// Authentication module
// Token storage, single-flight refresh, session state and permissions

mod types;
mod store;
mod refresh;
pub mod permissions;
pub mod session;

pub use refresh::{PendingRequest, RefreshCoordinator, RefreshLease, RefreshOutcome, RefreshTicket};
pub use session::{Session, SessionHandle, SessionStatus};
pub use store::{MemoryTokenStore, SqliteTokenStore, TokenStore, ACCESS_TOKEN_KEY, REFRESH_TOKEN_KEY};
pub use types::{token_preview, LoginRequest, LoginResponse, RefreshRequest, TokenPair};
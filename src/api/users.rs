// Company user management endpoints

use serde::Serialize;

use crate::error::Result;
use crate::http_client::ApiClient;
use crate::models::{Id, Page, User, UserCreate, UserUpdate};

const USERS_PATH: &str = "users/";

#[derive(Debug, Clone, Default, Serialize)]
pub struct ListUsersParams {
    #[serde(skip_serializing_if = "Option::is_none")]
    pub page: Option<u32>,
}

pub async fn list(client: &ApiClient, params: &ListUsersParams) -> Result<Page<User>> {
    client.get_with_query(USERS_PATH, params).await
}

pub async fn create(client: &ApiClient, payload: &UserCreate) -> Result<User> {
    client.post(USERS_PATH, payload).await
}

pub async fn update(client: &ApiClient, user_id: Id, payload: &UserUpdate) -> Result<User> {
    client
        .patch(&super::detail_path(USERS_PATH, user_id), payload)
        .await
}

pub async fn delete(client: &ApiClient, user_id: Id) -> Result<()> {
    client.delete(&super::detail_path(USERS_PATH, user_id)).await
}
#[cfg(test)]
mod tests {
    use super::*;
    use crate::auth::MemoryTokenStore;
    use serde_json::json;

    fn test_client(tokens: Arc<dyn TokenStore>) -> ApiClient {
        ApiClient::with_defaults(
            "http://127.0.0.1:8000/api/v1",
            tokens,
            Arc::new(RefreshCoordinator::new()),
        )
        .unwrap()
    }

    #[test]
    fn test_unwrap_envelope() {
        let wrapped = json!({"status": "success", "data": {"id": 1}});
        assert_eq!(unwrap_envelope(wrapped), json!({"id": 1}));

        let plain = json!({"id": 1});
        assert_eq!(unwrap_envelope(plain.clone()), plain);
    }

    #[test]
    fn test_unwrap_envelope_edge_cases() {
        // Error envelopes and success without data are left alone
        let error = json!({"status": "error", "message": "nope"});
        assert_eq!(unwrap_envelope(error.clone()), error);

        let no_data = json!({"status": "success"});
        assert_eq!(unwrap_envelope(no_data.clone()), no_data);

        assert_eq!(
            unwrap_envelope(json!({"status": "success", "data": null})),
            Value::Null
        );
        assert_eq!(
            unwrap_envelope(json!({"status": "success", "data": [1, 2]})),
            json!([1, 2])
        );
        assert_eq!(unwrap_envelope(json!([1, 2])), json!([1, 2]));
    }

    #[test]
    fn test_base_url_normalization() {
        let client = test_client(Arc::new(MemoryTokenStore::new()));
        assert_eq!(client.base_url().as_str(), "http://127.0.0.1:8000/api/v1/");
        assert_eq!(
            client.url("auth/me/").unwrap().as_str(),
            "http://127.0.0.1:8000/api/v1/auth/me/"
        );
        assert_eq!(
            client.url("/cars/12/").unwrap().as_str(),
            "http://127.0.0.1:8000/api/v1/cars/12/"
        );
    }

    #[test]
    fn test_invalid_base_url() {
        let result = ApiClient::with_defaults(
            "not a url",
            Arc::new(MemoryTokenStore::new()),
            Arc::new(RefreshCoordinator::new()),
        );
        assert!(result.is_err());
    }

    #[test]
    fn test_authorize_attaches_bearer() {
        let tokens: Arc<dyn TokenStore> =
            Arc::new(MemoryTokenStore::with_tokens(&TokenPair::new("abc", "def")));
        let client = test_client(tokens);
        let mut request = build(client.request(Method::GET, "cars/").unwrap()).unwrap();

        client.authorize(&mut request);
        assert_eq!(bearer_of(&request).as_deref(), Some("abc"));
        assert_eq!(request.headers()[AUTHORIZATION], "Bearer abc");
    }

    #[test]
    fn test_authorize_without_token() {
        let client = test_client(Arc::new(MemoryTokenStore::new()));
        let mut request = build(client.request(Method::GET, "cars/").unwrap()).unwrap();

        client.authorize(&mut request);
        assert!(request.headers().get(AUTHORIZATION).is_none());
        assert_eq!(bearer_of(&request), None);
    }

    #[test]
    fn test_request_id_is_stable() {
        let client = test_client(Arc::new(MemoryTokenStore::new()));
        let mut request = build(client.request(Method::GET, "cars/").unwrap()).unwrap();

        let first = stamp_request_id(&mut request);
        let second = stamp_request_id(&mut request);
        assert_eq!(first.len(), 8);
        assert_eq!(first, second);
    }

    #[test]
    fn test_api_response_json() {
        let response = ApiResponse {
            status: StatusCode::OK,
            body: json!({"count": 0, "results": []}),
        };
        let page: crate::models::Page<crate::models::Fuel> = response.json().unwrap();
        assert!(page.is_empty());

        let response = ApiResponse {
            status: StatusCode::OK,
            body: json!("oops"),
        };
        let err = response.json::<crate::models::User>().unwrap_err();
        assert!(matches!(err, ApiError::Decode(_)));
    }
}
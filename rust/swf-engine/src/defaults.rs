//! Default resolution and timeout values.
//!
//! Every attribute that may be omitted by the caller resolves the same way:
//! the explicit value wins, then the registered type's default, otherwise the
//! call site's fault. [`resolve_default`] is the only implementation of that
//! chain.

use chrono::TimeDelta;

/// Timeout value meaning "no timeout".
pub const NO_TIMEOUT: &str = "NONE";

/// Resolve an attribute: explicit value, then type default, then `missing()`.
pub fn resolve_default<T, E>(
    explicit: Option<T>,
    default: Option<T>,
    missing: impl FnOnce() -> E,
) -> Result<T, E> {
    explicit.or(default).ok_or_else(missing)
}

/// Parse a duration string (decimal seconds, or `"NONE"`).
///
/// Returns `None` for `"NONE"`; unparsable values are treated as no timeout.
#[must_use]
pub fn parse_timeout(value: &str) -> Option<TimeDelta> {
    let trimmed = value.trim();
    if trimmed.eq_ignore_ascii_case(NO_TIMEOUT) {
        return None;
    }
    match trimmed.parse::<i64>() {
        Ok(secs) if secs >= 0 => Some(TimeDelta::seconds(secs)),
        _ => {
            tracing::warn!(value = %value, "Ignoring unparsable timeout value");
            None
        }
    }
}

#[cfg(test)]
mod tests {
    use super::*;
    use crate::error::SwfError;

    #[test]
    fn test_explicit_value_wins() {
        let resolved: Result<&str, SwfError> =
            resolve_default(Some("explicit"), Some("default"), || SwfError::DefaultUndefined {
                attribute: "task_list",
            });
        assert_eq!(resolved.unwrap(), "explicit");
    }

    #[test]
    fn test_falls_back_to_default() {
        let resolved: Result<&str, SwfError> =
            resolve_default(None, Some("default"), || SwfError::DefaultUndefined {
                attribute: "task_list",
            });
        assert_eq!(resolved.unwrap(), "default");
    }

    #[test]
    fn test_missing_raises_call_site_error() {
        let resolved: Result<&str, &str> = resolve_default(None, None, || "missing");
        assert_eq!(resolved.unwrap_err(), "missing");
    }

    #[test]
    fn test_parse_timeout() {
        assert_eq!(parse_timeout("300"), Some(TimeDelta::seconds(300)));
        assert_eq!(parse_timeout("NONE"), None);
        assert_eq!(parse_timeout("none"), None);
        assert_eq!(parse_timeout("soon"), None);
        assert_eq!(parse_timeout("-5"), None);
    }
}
..............................
** WORK REQUIRED **
All lines from the beginning of the entries through the line marked "use crate::http_client::ApiClient;" are to be output exactly; nothing else belongs in the answer.

** RESULT OF THE EXERCISE **
// Authentication module
// Token storage, single-flight refresh, session state and permissions

mod types;
mod store;
mod refresh;
pub mod permissions;
pub mod session;

pub use refresh::{PendingRequest, RefreshCoordinator, RefreshLease, RefreshOutcome, RefreshTicket};
pub use session::{Session, SessionHandle, SessionStatus};
pub use store::{MemoryTokenStore, SqliteTokenStore, TokenStore, ACCESS_TOKEN_KEY, REFRESH_TOKEN_KEY};
pub use types::{token_preview, LoginRequest, LoginResponse, RefreshRequest, TokenPair};
filename src/api/users.rs
// Company user management endpoints

use serde::Serialize;

use crate::error::Result;
use crate::http_client::ApiClient;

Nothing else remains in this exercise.